== How to complete this task ==
Every record is to be printed exactly as it appears.

*** Opening of Exercise data ***

use crate::AlertRecord;

/// Region markers the feed uses for drills ("test", "periodic test")
pub const DRILL_MARKERS: [&str; 2] = ["בדיקה", "בדיקה מחזורית"];

/// Whether `record` is a drill that must not be published
///
/// Always false when drill alerts are included.
pub fn is_test_alert(record: &AlertRecord, include_test_alerts: bool) -> bool {
    if include_test_alerts {
        return false;
    }

    record
        .regions
        .iter()
        .any(|region| DRILL_MARKERS.iter().any(|marker| region.contains(marker)))
}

*** Close of Exercise data ***

== Answer section ==
use crate::AlertRecord;

/// Region markers the feed uses for drills ("test", "periodic test")
pub const DRILL_MARKERS: [&str; 2] = ["בדיקה", "בדיקה מחזורית"];

/// Whether `record` is a drill that must not be published
///
/// Always false when drill alerts are included.
pub fn is_test_alert(record: &AlertRecord, include_test_alerts: bool) -> bool {
    if include_test_alerts {
        return false;
    }

    record
        .regions
        .iter()
        .any(|region| DRILL_MARKERS.iter().any(|marker| region.contains(marker)))
}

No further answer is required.